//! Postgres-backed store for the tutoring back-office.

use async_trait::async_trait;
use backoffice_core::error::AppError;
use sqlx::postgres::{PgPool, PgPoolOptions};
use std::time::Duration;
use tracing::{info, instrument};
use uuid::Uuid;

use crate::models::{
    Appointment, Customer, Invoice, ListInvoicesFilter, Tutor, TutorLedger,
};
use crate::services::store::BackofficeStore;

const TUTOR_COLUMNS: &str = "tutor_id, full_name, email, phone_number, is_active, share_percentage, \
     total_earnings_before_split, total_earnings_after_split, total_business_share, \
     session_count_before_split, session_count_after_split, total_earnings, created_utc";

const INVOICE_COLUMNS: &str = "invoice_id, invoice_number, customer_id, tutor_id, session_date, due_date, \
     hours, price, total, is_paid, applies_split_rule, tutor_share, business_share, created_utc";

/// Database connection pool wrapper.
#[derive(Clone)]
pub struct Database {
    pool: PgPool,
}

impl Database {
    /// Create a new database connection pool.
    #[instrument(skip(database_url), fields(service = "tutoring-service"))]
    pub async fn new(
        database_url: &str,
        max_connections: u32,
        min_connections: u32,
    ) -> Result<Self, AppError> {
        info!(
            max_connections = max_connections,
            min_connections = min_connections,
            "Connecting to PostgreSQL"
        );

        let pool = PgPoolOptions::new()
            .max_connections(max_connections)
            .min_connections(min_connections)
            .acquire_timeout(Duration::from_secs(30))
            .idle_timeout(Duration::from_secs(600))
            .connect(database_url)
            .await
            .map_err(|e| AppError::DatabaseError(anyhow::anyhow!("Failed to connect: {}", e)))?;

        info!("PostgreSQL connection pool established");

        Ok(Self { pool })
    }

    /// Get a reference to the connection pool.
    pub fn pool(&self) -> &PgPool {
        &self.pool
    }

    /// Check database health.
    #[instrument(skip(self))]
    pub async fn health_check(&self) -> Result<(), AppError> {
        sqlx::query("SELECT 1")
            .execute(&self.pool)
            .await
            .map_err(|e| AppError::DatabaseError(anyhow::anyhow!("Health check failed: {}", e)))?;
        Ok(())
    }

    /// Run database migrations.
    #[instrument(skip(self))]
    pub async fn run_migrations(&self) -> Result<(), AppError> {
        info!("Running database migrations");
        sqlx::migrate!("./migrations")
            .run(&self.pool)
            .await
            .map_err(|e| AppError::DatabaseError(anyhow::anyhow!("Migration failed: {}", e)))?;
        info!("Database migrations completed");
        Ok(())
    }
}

---

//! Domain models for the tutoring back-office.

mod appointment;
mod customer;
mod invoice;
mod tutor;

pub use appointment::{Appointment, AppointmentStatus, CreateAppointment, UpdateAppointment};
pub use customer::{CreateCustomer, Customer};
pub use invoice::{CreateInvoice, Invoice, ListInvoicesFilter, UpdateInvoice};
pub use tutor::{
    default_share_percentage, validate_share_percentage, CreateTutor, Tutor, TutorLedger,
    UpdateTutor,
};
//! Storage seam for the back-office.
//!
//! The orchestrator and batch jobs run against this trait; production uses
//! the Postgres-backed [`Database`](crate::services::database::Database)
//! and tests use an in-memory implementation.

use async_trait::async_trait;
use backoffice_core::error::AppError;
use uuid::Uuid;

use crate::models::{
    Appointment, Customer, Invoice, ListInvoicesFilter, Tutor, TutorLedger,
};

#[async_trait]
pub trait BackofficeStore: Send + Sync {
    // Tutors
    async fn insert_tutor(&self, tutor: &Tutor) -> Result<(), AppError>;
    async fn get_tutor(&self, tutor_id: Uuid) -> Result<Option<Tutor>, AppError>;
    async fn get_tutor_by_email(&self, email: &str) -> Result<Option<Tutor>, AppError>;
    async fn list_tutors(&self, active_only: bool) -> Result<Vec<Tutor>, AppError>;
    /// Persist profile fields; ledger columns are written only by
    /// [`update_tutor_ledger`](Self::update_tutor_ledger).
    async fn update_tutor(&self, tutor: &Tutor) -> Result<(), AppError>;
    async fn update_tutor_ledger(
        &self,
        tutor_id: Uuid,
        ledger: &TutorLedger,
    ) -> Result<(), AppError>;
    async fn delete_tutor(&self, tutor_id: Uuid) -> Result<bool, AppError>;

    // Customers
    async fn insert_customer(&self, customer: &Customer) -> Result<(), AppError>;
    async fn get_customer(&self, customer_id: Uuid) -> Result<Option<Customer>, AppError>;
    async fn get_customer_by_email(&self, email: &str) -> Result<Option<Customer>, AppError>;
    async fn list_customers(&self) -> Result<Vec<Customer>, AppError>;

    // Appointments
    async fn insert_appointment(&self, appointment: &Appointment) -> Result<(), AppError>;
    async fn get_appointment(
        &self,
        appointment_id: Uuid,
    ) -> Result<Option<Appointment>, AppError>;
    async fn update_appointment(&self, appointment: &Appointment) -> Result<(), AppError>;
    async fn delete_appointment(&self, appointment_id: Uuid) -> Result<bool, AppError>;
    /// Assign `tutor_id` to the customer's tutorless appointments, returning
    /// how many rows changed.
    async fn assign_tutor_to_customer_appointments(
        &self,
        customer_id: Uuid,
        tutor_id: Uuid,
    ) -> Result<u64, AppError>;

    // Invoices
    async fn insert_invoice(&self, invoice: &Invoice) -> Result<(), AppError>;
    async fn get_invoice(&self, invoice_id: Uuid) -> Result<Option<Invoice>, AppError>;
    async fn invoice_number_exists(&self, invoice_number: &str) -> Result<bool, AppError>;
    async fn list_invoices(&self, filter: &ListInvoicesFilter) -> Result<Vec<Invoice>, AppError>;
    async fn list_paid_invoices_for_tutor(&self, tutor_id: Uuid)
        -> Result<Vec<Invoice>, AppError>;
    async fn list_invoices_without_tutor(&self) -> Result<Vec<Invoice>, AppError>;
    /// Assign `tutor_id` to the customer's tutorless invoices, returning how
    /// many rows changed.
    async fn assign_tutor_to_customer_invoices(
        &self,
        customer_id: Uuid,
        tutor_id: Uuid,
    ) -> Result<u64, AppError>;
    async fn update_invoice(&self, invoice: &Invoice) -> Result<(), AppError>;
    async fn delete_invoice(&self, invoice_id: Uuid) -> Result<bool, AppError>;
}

==

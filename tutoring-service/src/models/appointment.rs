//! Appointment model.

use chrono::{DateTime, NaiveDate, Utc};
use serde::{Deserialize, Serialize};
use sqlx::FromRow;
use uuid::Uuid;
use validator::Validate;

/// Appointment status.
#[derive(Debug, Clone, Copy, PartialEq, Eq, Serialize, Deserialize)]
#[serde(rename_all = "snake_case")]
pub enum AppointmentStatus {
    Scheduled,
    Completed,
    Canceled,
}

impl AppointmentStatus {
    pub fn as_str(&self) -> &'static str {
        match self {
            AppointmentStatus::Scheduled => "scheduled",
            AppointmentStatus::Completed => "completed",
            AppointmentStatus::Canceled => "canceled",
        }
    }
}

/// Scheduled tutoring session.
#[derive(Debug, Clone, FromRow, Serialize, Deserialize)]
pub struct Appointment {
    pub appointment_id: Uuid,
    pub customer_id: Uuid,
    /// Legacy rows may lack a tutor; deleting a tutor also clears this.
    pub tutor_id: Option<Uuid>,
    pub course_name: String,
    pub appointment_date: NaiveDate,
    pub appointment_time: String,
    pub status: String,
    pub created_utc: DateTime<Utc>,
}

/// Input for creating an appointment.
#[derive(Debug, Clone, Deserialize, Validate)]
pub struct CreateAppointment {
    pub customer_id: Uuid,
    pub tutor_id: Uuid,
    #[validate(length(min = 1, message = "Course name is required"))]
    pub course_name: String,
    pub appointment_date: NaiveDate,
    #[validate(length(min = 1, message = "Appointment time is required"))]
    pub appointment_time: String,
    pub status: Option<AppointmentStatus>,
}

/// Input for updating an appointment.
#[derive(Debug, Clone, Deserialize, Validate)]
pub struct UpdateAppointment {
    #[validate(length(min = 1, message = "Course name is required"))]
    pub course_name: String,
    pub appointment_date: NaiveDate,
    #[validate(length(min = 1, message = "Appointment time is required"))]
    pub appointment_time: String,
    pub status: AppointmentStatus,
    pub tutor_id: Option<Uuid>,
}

WORK INSTRUCTIONS: Lines from the entries that contain the string "fields" must be found and copied.

EXPECTED OUTPUT:
    #[instrument(skip(database_url), fields(service = "tutoring-service"))]
    /// Persist profile fields; ledger columns are written only by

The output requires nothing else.